**YOUR ASSIGNMENT:**
Give every line from the entries that contains "Invalid".

(Collected data)
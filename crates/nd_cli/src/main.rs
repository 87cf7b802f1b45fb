use std::path::PathBuf;
use std::str::FromStr;
use std::sync::Arc;
use std::time::Duration;

use chrono::Utc;
use clap::{Args, Parser, Subcommand};
use nd_core::{DigestSender, Error, HistoryStorage, Result};
use nd_digest::delivery::smtp::{DEFAULT_SMTP_HOST, DEFAULT_SMTP_PORT};
use nd_digest::logging::DEFAULT_LOG_FILE;
use nd_digest::prelude::*;
use nd_inference::parser::parse_selection_detailed;
use nd_storage::{create_storage, StorageConfig};
use tracing::{error, info};

mod lock;

use lock::{LockGuard, DEFAULT_LOCKFILE};

#[derive(Debug, Clone, PartialEq)]
struct HumanDuration(Duration);

fn unit_seconds(unit: char) -> Option<u64> {
    match unit {
        's' => Some(1),
        'm' => Some(60),
        'h' => Some(3600),
        'd' => Some(86400),
        _ => None,
    }
}

impl FromStr for HumanDuration {
    type Err = String;

    fn from_str(s: &str) -> std::result::Result<Self, Self::Err> {
        const OVERFLOW: &str = "Duration is too large";

        let mut total_seconds = 0u64;
        let mut current_number = String::new();
        let mut has_unit = false;

        let mut add = |digits: &str, multiplier: u64| -> std::result::Result<(), String> {
            let num = digits
                .parse::<u64>()
                .map_err(|_| format!("Invalid number in duration: {}", digits))?;
            total_seconds = num
                .checked_mul(multiplier)
                .and_then(|secs| total_seconds.checked_add(secs))
                .ok_or_else(|| OVERFLOW.to_string())?;
            Ok(())
        };

        for c in s.chars() {
            if c.is_ascii_digit() {
                current_number.push(c);
            } else if c.is_whitespace() {
                continue;
            } else if current_number.is_empty() {
                return Err(format!("Invalid character in duration: {}", c));
            } else {
                let multiplier = unit_seconds(c).ok_or_else(|| format!("Invalid duration unit: {}", c))?;
                add(&current_number, multiplier)?;
                current_number.clear();
                has_unit = true;
            }
        }

        // A trailing bare number counts as seconds.
        if !current_number.is_empty() {
            add(&current_number, 1)?;
            has_unit = true;
        }

        if !has_unit {
            return Err("Duration must include a number".to_string());
        }
        if total_seconds == 0 {
            return Err("Duration must be positive".to_string());
        }

        Ok(HumanDuration(Duration::from_secs(total_seconds)))
    }
}

#[derive(Parser, Debug)]
#[command(author, version, about = "Emails a ranked digest of fresh news headlines", long_about = None)]
struct Cli {
    /// History file of already-sent headlines
    #[arg(long, env = "NEWSDIGEST_HISTORY", default_value = "history.json", global = true)]
    history: PathBuf,
    /// Log at debug level
    #[arg(short, long, global = true)]
    verbose: bool,
    /// Append logs to a file instead of stderr
    #[arg(long, num_args = 0..=1, default_missing_value = DEFAULT_LOG_FILE, global = true)]
    log_file: Option<PathBuf>,
    #[command(subcommand)]
    command: Commands,
}

#[derive(Subcommand, Debug)]
enum Commands {
    /// Fetch, rank and email one digest
    Run(RunArgs),
    /// Recover a topic/headline selection from raw model output (a file, or - for stdin)
    Parse { input: String },
    /// Inspect or maintain the sent history
    History {
        #[command(subcommand)]
        command: HistoryCommands,
    },
}

#[derive(Subcommand, Debug)]
enum HistoryCommands {
    /// Print stored headlines per topic
    Show,
    /// Drop entries older than the retention window
    Prune {
        #[arg(long, default_value = DEFAULT_LOCKFILE)]
        lockfile: PathBuf,
    },
}

#[derive(Args, Debug)]
struct RunArgs {
    /// Print the digest instead of emailing it; history is not updated
    #[arg(long)]
    dry_run: bool,
    /// Keep running, one digest per interval (e.g. 1h, 30m, 1h15m)
    #[arg(long)]
    interval: Option<HumanDuration>,
    #[arg(long, default_value = DEFAULT_LOCKFILE)]
    lockfile: PathBuf,

    #[arg(long, env = "CONFIG_CSV_URL")]
    config_sheet: String,
    #[arg(long, env = "TOPICS_CSV_URL")]
    topics_sheet: String,
    #[arg(long, env = "KEYWORDS_CSV_URL")]
    keywords_sheet: String,
    #[arg(long, env = "OVERRIDES_CSV_URL")]
    overrides_sheet: String,
    /// Linked from the email footer
    #[arg(long, env = "PREFERENCES_URL")]
    preferences_url: Option<String>,

    /// Ranking model: gemini or dummy
    #[arg(long, env = "NEWSDIGEST_MODEL", default_value = "gemini")]
    model: String,
    #[arg(long, env = "GEMINI_MODEL")]
    model_name: Option<String>,
    #[arg(long, env = "GEMINI_API_KEY", hide_env_values = true)]
    gemini_api_key: Option<String>,

    #[arg(long, env = "GMAIL_USER", default_value = "")]
    gmail_user: String,
    #[arg(long, env = "GMAIL_APP_PASSWORD", hide_env_values = true, default_value = "")]
    gmail_app_password: String,
    /// Comma separated list of blind-copied readers
    #[arg(long, env = "MAILTO", default_value = "")]
    mailto: String,
    #[arg(long, env = "SMTP_HOST", default_value = DEFAULT_SMTP_HOST)]
    smtp_host: String,
    #[arg(long, env = "SMTP_PORT", default_value_t = DEFAULT_SMTP_PORT)]
    smtp_port: u16,
}

impl RunArgs {
    fn sheet_locations(&self) -> SheetLocations {
        SheetLocations {
            config: self.config_sheet.clone(),
            topics: self.topics_sheet.clone(),
            keywords: self.keywords_sheet.clone(),
            overrides: self.overrides_sheet.clone(),
        }
    }

    fn sender(&self) -> Result<Arc<dyn DigestSender>> {
        if self.dry_run {
            return Ok(Arc::new(ConsoleSender));
        }
        let config = SmtpConfig {
            host: self.smtp_host.clone(),
            port: self.smtp_port,
            username: self.gmail_user.chars().filter(char::is_ascii).collect(),
            password: self.gmail_app_password.clone(),
            recipients: SmtpConfig::parse_recipients(&self.mailto),
        };
        Ok(Arc::new(SmtpSender::new(config)?))
    }
}

async fn run_cycle(args: &RunArgs, storage: Arc<dyn HistoryStorage>, logger: &Logger) -> Result<RunOutcome> {
    let sheets = SheetSource::new()?;
    let profile = load_profile(&sheets, &args.sheet_locations()).await?;

    let model = nd_inference::create_model(nd_inference::Config {
        model: args.model.clone(),
        api_key: args.gemini_api_key.clone(),
        model_name: args.model_name.clone(),
        base_url: None,
    })?;
    info!("🧠 Ranking with {}", model.name());

    let headlines = Arc::new(GoogleNewsSource::new(profile.settings.max_article_hours)?);
    let mut options = RunOptions::new(profile.settings, profile.preferences);
    options.dry_run = args.dry_run;
    options.preferences_url = args.preferences_url.clone();

    DigestManager::new(headlines, model, args.sender()?, storage, options)
        .with_logger(logger.clone())
        .run(Utc::now())
        .await
}

async fn run(args: RunArgs, history: PathBuf, logger: Logger) -> Result<()> {
    let Some(_lock) = LockGuard::acquire(&args.lockfile)? else {
        println!("Script is already running. Exiting.");
        return Ok(());
    };
    info!("Script started at {}", chrono::Local::now());
    let storage = create_storage(StorageConfig::Json(history))?;

    let Some(interval) = args.interval.clone() else {
        let outcome = run_cycle(&args, storage, &logger).await?;
        info!("Run finished: {:?}", outcome);
        return Ok(());
    };

    info!("Running in periodic mode every {}s", interval.0.as_secs());
    loop {
        match run_cycle(&args, storage.clone(), &logger).await {
            Ok(outcome) => info!("Cycle finished: {:?}", outcome),
            Err(e) => error!("Digest cycle failed: {}", e),
        }
        info!("Waiting {}s before next digest", interval.0.as_secs());
        tokio::time::sleep(interval.0).await;
    }
}

async fn parse(input: &str) -> Result<()> {
    let raw = if input == "-" {
        let mut raw = String::new();
        tokio::io::AsyncReadExt::read_to_string(&mut tokio::io::stdin(), &mut raw).await?;
        raw
    } else {
        tokio::fs::read_to_string(input).await?
    };

    let outcome = parse_selection_detailed(&raw);
    info!("Recovered {} topics ({:?})", outcome.selection.len(), outcome.stage);
    println!("{}", serde_json::to_string_pretty(&outcome.selection)?);
    Ok(())
}

async fn history(command: HistoryCommands, path: PathBuf) -> Result<()> {
    let storage = create_storage(StorageConfig::Json(path))?;
    match command {
        HistoryCommands::Show => {
            let history = storage.load().await?;
            if history.is_empty() {
                println!("History is empty.");
            }
            for key in history.topic_keys() {
                let entries = history.entries(key).unwrap_or_default();
                println!("{} ({})", key, entries.len());
                for entry in entries {
                    println!("  {}  {}", entry.published_at, entry.title);
                }
            }
        }
        HistoryCommands::Prune { lockfile } => {
            let Some(_lock) = LockGuard::acquire(&lockfile)? else {
                return Err(Error::Storage(format!(
                    "{} exists; another run holds the history",
                    lockfile.display()
                )));
            };
            let mut history = storage.load().await?;
            let before = history.len();
            history.prune(Utc::now());
            storage.persist(&history).await?;
            println!("Pruned {} of {} entries.", before - history.len(), before);
        }
    }
    Ok(())
}

#[tokio::main]
async fn main() -> Result<()> {
    dotenvy::dotenv().ok();
    let cli = Cli::parse();
    let logger = init_logging(cli.verbose, cli.log_file.as_deref())?;

    match cli.command {
        Commands::Run(args) => run(args, cli.history, logger).await,
        Commands::Parse { input } => parse(&input).await,
        Commands::History { command } => history(command, cli.history).await,
    }
}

**SOLUTION TO THIS PROBLEM:**
                .map_err(|_| format!("Invalid number in duration: {}", digits))?;
                return Err(format!("Invalid character in duration: {}", c));
                let multiplier = unit_seconds(c).ok_or_else(|| format!("Invalid duration unit: {}", c))?;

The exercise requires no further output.